Welcome.

The fact that you read this blog shows that you are involved or interested in collection care and safeguarding cultural heritage. So you are just the public we are trying to reach: from professionals to private people interested in the Art of Conservation.

“We did not only inherit our cultural heritage from our ancestors, we are also borrowing it from our children”. This free interpretation of the quote “We do not inherit the earth from our ancestors; we borrow it from our childeren” and found originally in a slightly other version in a book of Wendell Berry:”The Unforeseen Wilderness: an Essay on Kentucky’s Red River Gorge”, is what it is all about. A responsibility and respect for our past, the delight of enjoying much beauty and the moral obligation to pass this on to future generations so that they can, with their own eyes, see where past, present an future merge together.
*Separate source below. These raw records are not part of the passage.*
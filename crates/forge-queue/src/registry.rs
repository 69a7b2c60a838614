// forge-queue/src/registry.rs
// ============================================================================
// Module: Queue Registry
// Description: Code-defined queue identities with configuration-overridable
//              parameters (§4.11).
// Dependencies: none (pure domain data)
// ============================================================================

//! ## Overview
//! Queue *identity* and *capabilities* are fixed in code; only the
//! parameters (`max_concurrent`, `timeout_seconds`, `submission_interval`,
//! `duplicate_cooldown`, `enabled`) are overridable from configuration at
//! runtime (§4.11, §6.5).

// ============================================================================
// SECTION: Imports
// ============================================================================

use std::collections::BTreeMap;

use serde::Deserialize;
use serde::Serialize;

// ============================================================================
// SECTION: Types
// ============================================================================

/// UI-facing metadata for a queue, not consulted by dispatch logic.
#[derive(Debug, Clone, Serialize, Deserialize)]
pub struct QueueDisplay {
    /// Human-readable label.
    pub label: String,
    /// Icon identifier.
    pub icon: String,
    /// Hex color.
    pub color: String,
}

/// What operators are allowed to do to runs in this queue.
#[derive(Debug, Clone, Copy, Serialize, Deserialize)]
pub struct QueueCapabilities {
    /// Whether a queued run can be cancelled before it starts.
    pub can_cancel: bool,
    /// Whether a queued run's priority can be boosted.
    pub can_boost: bool,
    /// Whether a failed run in this queue can be retried.
    pub can_retry: bool,
}

/// Runtime-overridable parameters for a queue (§4.11, §6.5).
#[derive(Debug, Clone, Copy, Serialize, Deserialize)]
pub struct QueueParameters {
    /// Maximum runs in `{submitted, running}` simultaneously.
    pub max_concurrent: u32,
    /// Wall-clock budget before a running run is moved to `timed_out`.
    pub timeout_seconds: u64,
    /// Minimum interval between submitter ticks for this queue.
    pub submission_interval_seconds: u64,
    /// Minimum time between duplicate-suppressed resubmissions.
    pub duplicate_cooldown_seconds: u64,
    /// Whether the submitter considers this queue at all.
    pub enabled: bool,
}

/// One entry in the queue registry: fixed identity, fixed capabilities,
/// overridable parameters.
#[derive(Debug, Clone, Serialize, Deserialize)]
pub struct QueueDefinition {
    /// Stable identifier, e.g. `"extraction"`, `"extraction_enhancement"`,
    /// `"maintenance"`.
    pub queue_type: String,
    /// Worker routing key.
    pub worker_queue: String,
    /// Display metadata.
    pub display: QueueDisplay,
    /// Operator capabilities.
    pub capabilities: QueueCapabilities,
    /// Current (possibly overridden) parameters.
    pub parameters: QueueParameters,
}

// ============================================================================
// SECTION: Registry
// ============================================================================

/// The code-defined set of queues, with configuration overrides applied.
#[derive(Debug, Clone, Default)]
pub struct QueueRegistry {
    queues: BTreeMap<String, QueueDefinition>,
}

impl QueueRegistry {
    /// Builds the registry's fixed identities and capabilities. Parameters
    /// are the compiled-in defaults until [`QueueRegistry::apply_overrides`]
    /// is called with configuration.
    #[must_use]
    pub fn with_defaults() -> Self {
        let mut queues = BTreeMap::new();
        queues.insert(
            "extraction".to_string(),
            QueueDefinition {
                queue_type: "extraction".to_string(),
                worker_queue: "forge.extraction".to_string(),
                display: QueueDisplay { label: "Extraction".into(), icon: "file-text".into(), color: "#2563eb".into() },
                capabilities: QueueCapabilities { can_cancel: true, can_boost: true, can_retry: true },
                parameters: QueueParameters {
                    max_concurrent: 10,
                    timeout_seconds: 600,
                    submission_interval_seconds: 5,
                    duplicate_cooldown_seconds: 0,
                    enabled: true,
                },
            },
        );
        queues.insert(
            "maintenance".to_string(),
            QueueDefinition {
                queue_type: "maintenance".to_string(),
                worker_queue: "forge.maintenance".to_string(),
                display: QueueDisplay { label: "Maintenance".into(), icon: "wrench".into(), color: "#6b7280".into() },
                capabilities: QueueCapabilities { can_cancel: true, can_boost: false, can_retry: true },
                parameters: QueueParameters {
                    max_concurrent: 3,
                    timeout_seconds: 1800,
                    submission_interval_seconds: 30,
                    duplicate_cooldown_seconds: 0,
                    enabled: true,
                },
            },
        );
        queues.insert(
            "crawl".to_string(),
            QueueDefinition {
                queue_type: "crawl".to_string(),
                worker_queue: "forge.crawl".to_string(),
                display: QueueDisplay { label: "Web crawl".into(), icon: "globe".into(), color: "#059669".into() },
                capabilities: QueueCapabilities { can_cancel: true, can_boost: false, can_retry: true },
                parameters: QueueParameters {
                    max_concurrent: 2,
                    timeout_seconds: 3600,
                    submission_interval_seconds: 30,
                    duplicate_cooldown_seconds: 0,
                    enabled: true,
                },
            },
        );
        queues.insert(
            "sharepoint_sync".to_string(),
            QueueDefinition {
                queue_type: "sharepoint_sync".to_string(),
                worker_queue: "forge.sharepoint_sync".to_string(),
                display: QueueDisplay { label: "SharePoint sync".into(), icon: "folder-sync".into(), color: "#0ea5e9".into() },
                capabilities: QueueCapabilities { can_cancel: true, can_boost: false, can_retry: true },
                parameters: QueueParameters {
                    max_concurrent: 2,
                    timeout_seconds: 3600,
                    submission_interval_seconds: 30,
                    duplicate_cooldown_seconds: 0,
                    enabled: true,
                },
            },
        );
        queues.insert(
            "sam_pull".to_string(),
            QueueDefinition {
                queue_type: "sam_pull".to_string(),
                worker_queue: "forge.sam_pull".to_string(),
                display: QueueDisplay { label: "SAM.gov pull".into(), icon: "landmark".into(), color: "#7c3aed".into() },
                capabilities: QueueCapabilities { can_cancel: true, can_boost: false, can_retry: true },
                parameters: QueueParameters {
                    max_concurrent: 1,
                    timeout_seconds: 7200,
                    submission_interval_seconds: 60,
                    duplicate_cooldown_seconds: 0,
                    enabled: true,
                },
            },
        );
        Self { queues }
    }

    /// Applies configuration overrides for parameters only; identities and
    /// capabilities stay code-defined.
    pub fn apply_overrides(&mut self, overrides: &BTreeMap<String, QueueParameters>) {
        for (queue_type, parameters) in overrides {
            if let Some(queue) = self.queues.get_mut(queue_type) {
                queue.parameters = *parameters;
            }
        }
    }

    /// Looks up a queue by type.
    #[must_use]
    pub fn get(&self, queue_type: &str) -> Option<&QueueDefinition> {
        self.queues.get(queue_type)
    }

    /// Every enabled queue, for the submitter's sweep (§4.3).
    pub fn enabled_queues(&self) -> impl Iterator<Item = &QueueDefinition> {
        self.queues.values().filter(|queue| queue.parameters.enabled)
    }
}

#[cfg(test)]
mod tests {
    use super::*;

    #[test]
    fn defaults_include_extraction_and_maintenance() {
        let registry = QueueRegistry::with_defaults();
        assert!(registry.get("extraction").is_some());
        assert!(registry.get("maintenance").is_some());
    }

    #[test]
    fn override_changes_parameters_not_capabilities() {
        let mut registry = QueueRegistry::with_defaults();
        let mut overrides = BTreeMap::new();
        overrides.insert(
            "extraction".to_string(),
            QueueParameters {
                max_concurrent: 50,
                timeout_seconds: 600,
                submission_interval_seconds: 5,
                duplicate_cooldown_seconds: 0,
                enabled: true,
            },
        );
        registry.apply_overrides(&overrides);
        let queue = registry.get("extraction").unwrap();
        assert_eq!(queue.parameters.max_concurrent, 50);
        assert!(queue.capabilities.can_cancel);
    }

    #[test]
    fn disabled_queue_is_excluded_from_enabled_queues() {
        let mut registry = QueueRegistry::with_defaults();
        let mut overrides = BTreeMap::new();
        overrides.insert(
            "maintenance".to_string(),
            QueueParameters {
                max_concurrent: 3,
                timeout_seconds: 1800,
                submission_interval_seconds: 30,
                duplicate_cooldown_seconds: 0,
                enabled: false,
            },
        );
        registry.apply_overrides(&overrides);
        let enabled: Vec<_> = registry.enabled_queues().map(|q| q.queue_type.as_str()).collect();
        assert_eq!(enabled, vec!["extraction"]);
    }
}
// forge-providers/src/search.rs
// ============================================================================
// Module: Search Index Client
// Description: Client for the search-index ingestion service.
// Dependencies: reqwest, async-trait, forge-core
// ============================================================================

use async_trait::async_trait;
use forge_core::ids::AssetId;
use forge_core::ids::OrganizationId;
use serde::Serialize;

use crate::error::ProviderError;

/// Ingests extracted content into the search index (§6.4, §4.4 step 9).
#[async_trait]
pub trait SearchIndexClient: Send + Sync {
    /// Indexes (or reindexes) one asset's extracted markdown.
    ///
    /// # Errors
    ///
    /// Returns [`ProviderError`] when the index service is unreachable or
    /// rejects the document.
    async fn index_asset(
        &self,
        organization_id: OrganizationId,
        asset_id: AssetId,
        markdown: &str,
    ) -> Result<(), ProviderError>;
}

#[derive(Debug, Serialize)]
struct IndexRequest<'a> {
    organization_id: OrganizationId,
    asset_id: AssetId,
    markdown: &'a str,
}

/// HTTP-backed [`SearchIndexClient`].
pub struct HttpSearchIndexClient {
    http: reqwest::Client,
    base_url: String,
}

impl HttpSearchIndexClient {
    /// Builds a client bound to `base_url`.
    #[must_use]
    pub fn new(base_url: impl Into<String>) -> Self {
        Self { http: reqwest::Client::new(), base_url: base_url.into() }
    }
}

#[async_trait]
impl SearchIndexClient for HttpSearchIndexClient {
    async fn index_asset(
        &self,
        organization_id: OrganizationId,
        asset_id: AssetId,
        markdown: &str,
    ) -> Result<(), ProviderError> {
        let response = self
            .http
            .post(format!("{}/documents", self.base_url))
            .json(&IndexRequest { organization_id, asset_id, markdown })
            .send()
            .await
            .map_err(|error| ProviderError::from_reqwest("search-index", &error))?;

        if !response.status().is_success() {
            let status = response.status().as_u16();
            let body = response.text().await.unwrap_or_default();
            return Err(ProviderError::Rejected { service: "search-index", status, body });
        }
        Ok(())
    }
}

/// A [`SearchIndexClient`] that does nothing, for deployments with the
/// search toggle disabled (§6.5).
#[derive(Debug, Clone, Copy, Default)]
pub struct NullSearchIndexClient;

#[async_trait]
impl SearchIndexClient for NullSearchIndexClient {
    async fn index_asset(
        &self,
        _organization_id: OrganizationId,
        _asset_id: AssetId,
        _markdown: &str,
    ) -> Result<(), ProviderError> {
        Ok(())
    }
}
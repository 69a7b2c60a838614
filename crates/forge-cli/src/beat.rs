// forge-cli/src/beat.rs
// ============================================================================
// Module: Beat
// Description: The periodic background loop: evaluates due scheduled tasks
//              and, per tenant, drains the extraction queue's concurrency
//              gate for newly-submittable runs.
// Purpose: forge-scheduler's TaskDispatcher and forge-queue's ExtractionQueue
//          both define "what happens on a tick" but neither owns a clock;
//          something has to actually call tick() on an interval, and that's
//          a composition-root concern.
// Dependencies: chrono, forge-queue, forge-scheduler, forge-store-sqlite,
//               tokio, tracing
// ============================================================================

use std::sync::Arc;
use std::time::Duration;

use chrono::Utc;
use forge_queue::ExtractionQueue;
use forge_scheduler::TaskDispatcher;
use forge_store_sqlite::SqliteStore;

/// Runs the periodic beat forever, ticking every `interval`. Intended to be
/// spawned as its own task alongside the HTTP server; a single tick's
/// failure is logged and the loop continues rather than stopping the
/// process.
pub async fn run(task_dispatcher: Arc<TaskDispatcher>, extraction_queue: Arc<ExtractionQueue>, store: Arc<SqliteStore>, interval: Duration) {
    let mut ticker = tokio::time::interval(interval);
    loop {
        ticker.tick().await;
        tick_once(&task_dispatcher, &extraction_queue, &store).await;
    }
}

/// One beat: materialises due scheduled tasks, then submits due extraction
/// runs for every known tenant.
async fn tick_once(task_dispatcher: &TaskDispatcher, extraction_queue: &ExtractionQueue, store: &SqliteStore) {
    let now = Utc::now();

    match task_dispatcher.tick(now).await {
        Ok(dispatched) if !dispatched.is_empty() => {
            tracing::info!(count = dispatched.len(), "beat dispatched scheduled tasks");
        }
        Ok(_) => {}
        Err(error) => tracing::error!(%error, "beat failed to evaluate scheduled tasks"),
    }

    let organizations = match store.list_organization_ids().await {
        Ok(organizations) => organizations,
        Err(error) => {
            tracing::error!(%error, "beat failed to list organizations");
            return;
        }
    };

    for organization_id in organizations {
        if let Err(error) = extraction_queue.submit_due(organization_id, now).await {
            tracing::error!(%organization_id, %error, "beat failed to submit due extraction runs");
        }
    }
}
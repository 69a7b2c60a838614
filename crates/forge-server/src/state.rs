// forge-server/src/state.rs
// ============================================================================
// Module: App State
// Description: The composition root every handler reads from — a plain
//              struct of `Arc<dyn Trait>` collaborators, the same shape
//              `decision-gate-mcp::server::ServerState` uses.
// Dependencies: forge-core, forge-ingest, forge-queue, forge-scheduler
// ============================================================================

use std::sync::Arc;

use forge_core::interfaces::ObjectStore;
use forge_core::interfaces::RunGroupStore;
use forge_core::interfaces::RunStore;
use forge_queue::AssetStore;
use forge_queue::ExtractionQueue;
use forge_queue::ExtractionResultStore;
use forge_scheduler::ScheduledTaskStore;
use forge_scheduler::TaskDispatcher;

use crate::ports::AssetQueryStore;
use crate::ports::RunStatsStore;

/// Every collaborator a handler may need, wired once at startup by
/// `forge-cli` and shared behind an `Arc<AppState>` clone per request.
#[derive(Clone)]
pub struct AppState {
    /// Run persistence (§4.1 C1).
    pub runs: Arc<dyn RunStore>,
    /// RunGroup persistence (§4.2 C2).
    pub run_groups: Arc<dyn RunGroupStore>,
    /// Single-row asset persistence (§3).
    pub assets: Arc<dyn AssetStore>,
    /// Extraction result persistence (§4.3/§4.4).
    pub extraction_results: Arc<dyn ExtractionResultStore>,
    /// Asset listing, version history, health, and bulk-upload application
    /// (§6.1).
    pub asset_queries: Arc<dyn AssetQueryStore>,
    /// Aggregated Run stats (§6.1 `GET /runs/stats`).
    pub run_stats: Arc<dyn RunStatsStore>,
    /// The extraction queue every extraction-producing path shares (§4.3).
    pub extraction_queue: Arc<ExtractionQueue>,
    /// ScheduledTask CRUD (§6.1 `/scheduled-tasks`).
    pub scheduled_tasks: Arc<dyn ScheduledTaskStore>,
    /// Manual and periodic task materialisation (§4.6 C6).
    pub task_dispatcher: Arc<TaskDispatcher>,
    /// Raw object storage, for bulk-upload apply writing candidate bytes
    /// before the asset row exists (§6.3).
    pub object_store: Arc<dyn ObjectStore>,
}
Maybe you will ask yourself “Why another blog/site about conservation?”. There are lots of good sites around from all kinds of organizations concerned with collection care of cultural heritage. So why this extra blog/site?

As co-developer and teacher of the “Cultural Heritage Staff Training”, organized by the Flemish Department of Education in Belgium I noticed that people have a constant and even growing need for knowledge about the “how” and “why” of deterioration processes, composition of art and cultural objects and assessments of materials and techniques. These are also the questions I continuously have. Therefore my aim with this blog is to provide more insight in the underlying science and scientific laws governing the survival of art and heritage.

In the 25 years I have been professionally involved in the field of conservation I have realized that safeguarding art and cultural heritage objects are a very complex matter comparable to a 3-dimensional building. Here we can consider all aspects of conservation as being in the horizontal plane, vertically linked to each other by the pillars of science as physics, chemistry, biology, climatology and a score of other disciplines working and interacting globally.

Conservation is not only a scientific and technical discipline, it is also an “Art”. For a good conservation empathy with a collection object or building is absolutely necessary. The feeling for the object, its composition, its history, its properties are a conditio sine qua non to achieve an adequate conservation. A boy of 7 years old, for whom I repaired one of his favourite books, called me his book doctor. This is one of the most beautiful compliments I ever received. Taking care of books is like taking care of people. Feeling out the patient or the object go beyond the necessary scientific discipline. Conservation is more than a profession, it is a way of life.